Rating: TV-MA | Episodes: 10 | Runtime: 60 minutes
Release Date: June 3rd, 2018 (USA)
Studio: Home Box Office (HBO)
Creator(s): Jesse Armstrong
That was your best shot. You lost.
No matter how entertained I was during the entirety of the first season of Jesse Armstrong’s “Succession”, I can’t shake just how disappointing the finale proves. The whole trajectory is setting up a showdown between father (Brian Cox’s Murdoch-esque billionaire Logan Roy) and son (Jeremy Strong’s kicked puppy of a new wave CEO Kendall Roy) only to derail everything at the eleventh hour with a dramatic development fit for daytime soaps. These are great characters with true intrigue in the contrast of their leadership styles—culturally and generationally—that flirt with all-out war three separate times only for Lucy to pull the football again. And while we initially believe Kendall is Charlie Brown, we eventually discover it’s actually us.
That’s not to say the whole thing fails.
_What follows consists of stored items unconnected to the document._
use std::collections::HashMap;
use std::sync::Arc;

use gtk4 as gtk;
use gtk4::gdk;
use libadwaita as adw;
use reqwest::blocking::Client;

use crate::config::SessionContext;
use crate::game::{GameController, ImageId};
use crate::services::images::ImageLibrary;
use crate::services::leaderboard::RecorderSet;
use crate::services::preferences::{FilePreferences, RemotePreferences};

/// Widgets for one board position.
#[derive(Clone)]
pub struct TileWidgets {
    pub button: gtk::Button,
    pub faces: gtk::Stack,
    pub back: gtk::DrawingArea,
    pub picture: gtk::Picture,
}

pub struct AppState {
    pub game: GameController,
    pub session: SessionContext,
    pub client: Client,
    pub images: ImageLibrary,
    pub recorder: Arc<RecorderSet>,
    pub local_prefs: Option<Arc<FilePreferences>>,
    pub remote_prefs: Option<Arc<RemotePreferences>>,
    pub textures: HashMap<ImageId, gdk::Texture>,

    pub window: Option<adw::ApplicationWindow>,
    pub toasts: Option<adw::ToastOverlay>,
    pub title_subtitle: Option<gtk::Label>,
    pub board_container: Option<gtk::Box>,
    pub tiles: Vec<TileWidgets>,
    pub start_button: Option<gtk::Button>,
    pub reset_button: Option<gtk::Button>,
    pub size_dropdown: Option<gtk::DropDown>,
    pub source_dropdown: Option<gtk::DropDown>,
    pub matched_color_button: Option<gtk::ColorDialogButton>,
    pub closed_color_button: Option<gtk::ColorDialogButton>,
    pub moves_label: Option<gtk::Label>,
    pub matches_label: Option<gtk::Label>,
    pub time_label: Option<gtk::Label>,
    pub countdown_bar: Option<gtk::ProgressBar>,
    pub leaderboard_list: Option<gtk::Box>,
    pub dynamic_css_provider: Option<gtk::CssProvider>,
    pub palette_css_provider: Option<gtk::CssProvider>,
}

impl AppState {
    pub fn new(
        game: GameController,
        session: SessionContext,
        client: Client,
        images: ImageLibrary,
        recorder: Arc<RecorderSet>,
    ) -> Self {
        Self {
            game,
            session,
            client,
            images,
            recorder,
            local_prefs: None,
            remote_prefs: None,
            textures: HashMap::new(),
            window: None,
            toasts: None,
            title_subtitle: None,
            board_container: None,
            tiles: Vec::new(),
            start_button: None,
            reset_button: None,
            size_dropdown: None,
            source_dropdown: None,
            matched_color_button: None,
            closed_color_button: None,
            moves_label: None,
            matches_label: None,
            time_label: None,
            countdown_bar: None,
            leaderboard_list: None,
            dynamic_css_provider: None,
            palette_css_provider: None,
        }
    }

    pub fn toast(&self, message: &str) {
        if let Some(overlay) = &self.toasts {
            overlay.add_toast(adw::Toast::new(message));
        }
    }
}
I had a blast watching and look forward to continuing in the hopes Armstrong and company won’t just keep laughing at us while we laugh at the nightmarish capitalist monsters he’s created. Because their insecurities and faulty confidence are an absolute joy to experience. All it takes is one look from Logan for Kendall, Roman (Kieran Culkin), Shiv (Sarah Snook), and Connor (Alan Ruck) to suddenly lower their eyes and clam up into the little children they are beneath his massive shadow. They love to band together and single out the eldest for being an eccentric living in a fantasy world with zero self-awareness, but, while that’s exactly what Connor is, none of them are much better. The others may even be worse because of it.
Shiv’s subplot as the fixer for a democratic hopeful for President is great because it helps make Logan look even more villainous than he does on his own while also exposing the truth of her motivations to be just like him in a venue that puts her in direct opposition (Snook is fantastic, her steely indignant demeanor given its payoff with a moment of uncharacteristic vulnerability in the finale). Roman’s thread is much less meaty since his flaky nepo baby is superficiality incarnate, but Culkin has his moments whenever given the opportunity to whine for praise and prove how afraid he is. Kendall is the focal point: the heir apparent who’s thwarted every time it seems his moment has arisen. Strong steals the show as a result, both the “good guy” saddled with the Roy reputation and just as ruthless. He’s therefore just as unsympathetic as the rest, yet we want him to win.
At least we do until the end. Before the script cuts off his legs and renders his tenuous control of his own fate nonexistent. I get that this endgame builds from a long con that starts with fake news stories about his drug addiction, but always making him fall prey to the noise feels narratively lazy even if his actions make the familial dynamic pop. That’s the tricky balance. It’s a character piece held together by a messy battlefield of in-fighting, jealousies, and betrayals that captivate enough without constantly adding more drama via ham-fisted and over-the-top tragedies. The show is at its best when these monsters are in a room together calling out each other’s bullshit. Undercutting that with rich-kids-needing-to-be-bailed-out-by-their-powerful-father blackmail gets boring fast. Don’t tease a teeth-bared, claws-out war and say, “Gotcha!” Because it isn’t delayed here. It’s cancelled.
All that said, “Austerlitz” is an all-timer. “Which Side Are You On?” and “Prague” aren’t far behind. The main cast is impeccable and the supporting players may even be better since they still get to hold some cards. Matthew Macfadyen as Shiv’s fiancé Tom might be the most fascinating character of all (doesn’t come from money, is seen as soft and genial by the family, can be cutthroat when pushed and in a position to whip someone else like the Roys whip him). Nicholas Braun’s Cousin Greg is always watching in the background, accruing capital by way of loyalty and blackmail fodder despite his goofball demeanor. And Hiam Abbass is an absolute enigma as Logan’s current wife and devil on his shoulder. I can’t wait to see what happens with her Marcia as things progress.
Special mention to Rob Yang and Natalie Gold’s agents too. I think he’s in less than half the episodes for barely five to ten minutes each and she’s in more than half for the same, but they’ve got their names in the opening credits. Both are great, but I don’t understand how they get top billing over J. Smith-Cameron whose chief counsel earns more time and contextual weight than both.

A scene from the Season 1 finale of SUCCESSION; Colin Hutton/HBO.